Eunice, despite her over-adequate frame, jolted. But she was a proud woman with a mission to look after all her family, however large it turned out to be. She thought of today’s calls from people in places she hardly knew, whose claims to be related rested on the fact that they both bred the same cows, and their insistent pleas to come and stay. With Brian gone there would be a bit more room….
She clenched her fists, but released them. She fought back the tears of rejection as her mother had done when her father sent his wife to sleep in the cow shed for 6 years, and maintained the hauteur she had inherited from Maman. “Well if you’re going, then go now” she replied haltingly. Brian suddenly wondered if he had done the right thing. He recalled happier times, getting their first car and holidaying by the Med where the alcohol flowed like water and was almost as cheap. “Can I come back and see you whenever I like?” he whispered. “Maybe. So long as you remember that you have been my husband for 43 years and I expect to be kept in the manner to which I am accustomed,” was her stony retort. Brian looked in his wallet and it was almost empty. He would have to toil long and hard to get to sleep in his old bed again.
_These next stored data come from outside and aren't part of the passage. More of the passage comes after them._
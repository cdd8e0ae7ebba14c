// src/topology/snapshot.rs

//! Immutable topology snapshot taken at DAG submission.

use std::collections::{BTreeMap, BTreeSet};

use crate::topology::model::DagFile;
use crate::types::{DataMovement, VertexName};

/// One input edge of a vertex: source vertex name plus the declared
/// data-movement contract.
#[derive(Debug, Clone, PartialEq, Eq)]
pub struct InputEdge {
    pub source: VertexName,
    pub movement: DataMovement,
}

/// Static per-vertex facts from the DAG definition.
///
/// These never change after submission, regardless of reconfiguration
/// anywhere in the graph. A vertex's *current* task count lives in its
/// mutable `VertexState`, not here.
#[derive(Debug, Clone)]
pub struct VertexTopology {
    pub name: VertexName,
    pub declared_parallelism: usize,
    /// Input edges in declaration order.
    pub input_edges: Vec<InputEdge>,
    /// Non-vertex data sources feeding this vertex.
    pub extra_inputs: BTreeSet<String>,
}

/// Immutable snapshot of the whole DAG topology.
///
/// Shared read-only by every per-vertex runtime; cross-vertex lookups go
/// through name-based access rather than direct references.
#[derive(Debug, Clone)]
pub struct TopologySnapshot {
    vertices: BTreeMap<VertexName, VertexTopology>,
}

impl TopologySnapshot {
    /// Build a snapshot from a validated [`DagFile`].
    pub fn from_dag(dag: &DagFile) -> Self {
        let mut vertices = BTreeMap::new();

        for (name, spec) in dag.vertices().iter() {
            let input_edges = spec
                .inputs
                .iter()
                .map(|e| InputEdge {
                    source: e.source.clone(),
                    movement: e.movement,
                })
                .collect();

            vertices.insert(
                name.clone(),
                VertexTopology {
                    name: name.clone(),
                    declared_parallelism: spec.parallelism,
                    input_edges,
                    extra_inputs: spec.extra_inputs.iter().cloned().collect(),
                },
            );
        }

        Self { vertices }
    }

    pub fn vertex(&self, name: &str) -> Option<&VertexTopology> {
        self.vertices.get(name)
    }

    pub fn contains(&self, name: &str) -> bool {
        self.vertices.contains_key(name)
    }

    /// All vertex names, in deterministic order.
    pub fn vertex_names(&self) -> impl Iterator<Item = &str> {
        self.vertices.keys().map(|s| s.as_str())
    }

    /// Vertices that directly consume the output of `source`.
    pub fn downstream_of(&self, source: &str) -> Vec<&VertexTopology> {
        self.vertices
            .values()
            .filter(|v| v.input_edges.iter().any(|e| e.source == source))
            .collect()
    }

    /// Vertex names in a valid execution order (sources before consumers).
    ///
    /// The snapshot is built from a validated, acyclic [`DagFile`], so this
    /// always terminates.
    pub fn execution_order(&self) -> Vec<VertexName> {
        let mut order = Vec::new();
        let mut placed: BTreeSet<&str> = BTreeSet::new();

        while order.len() < self.vertices.len() {
            for v in self.vertices.values() {
                if placed.contains(v.name.as_str()) {
                    continue;
                }
                let ready = v
                    .input_edges
                    .iter()
                    .all(|e| placed.contains(e.source.as_str()));
                if ready {
                    placed.insert(v.name.as_str());
                    order.push(v.name.clone());
                }
            }
        }

        order
    }
}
He went back to stay with his Dad who was entertaining Uncle Sam and distant relatives from even farther off lands than Eunice’s brood. Bemoaning the fact that divorce seemed as much effort as marriage but without the benefits, his third cousin twice removed, while chewing on the lamb that he had brought from New Zealand asked, “Can’t you make a clean break with her? Might make things easier between you?”. “Hey, bud, great idea” said Sam. Brian thought it would be a strain but better than seemingly endless maintenance payments. Dad had just finished paying off Uncle Sam the money that he’d borrowed for his overseas expeditions some seventy years ago, so he might be willing to do something similar again.
And so, many moons later, when the dust had settled and both Eunice and Brian were calm enough to negotiate their divorce like grown-ups, the decree absolute was signed. Eunice was to receive a one-off payment of a million dollars, which Brian borrowed from his relatives. His relatives promised to buy his insurances, which had always been the best in the world and were now really good value, and that he could come and stay whenever he wanted. Brian said to Eunice that, so long as there was room, then he would have her relatives to stay from time to time too, especially if they made themselves useful; after all Dad was getting on and there was no-one else to help him.
Brian went back to his Dad’s, made his old bed and lay down on it. It wasn’t quite as comfy as he remembered.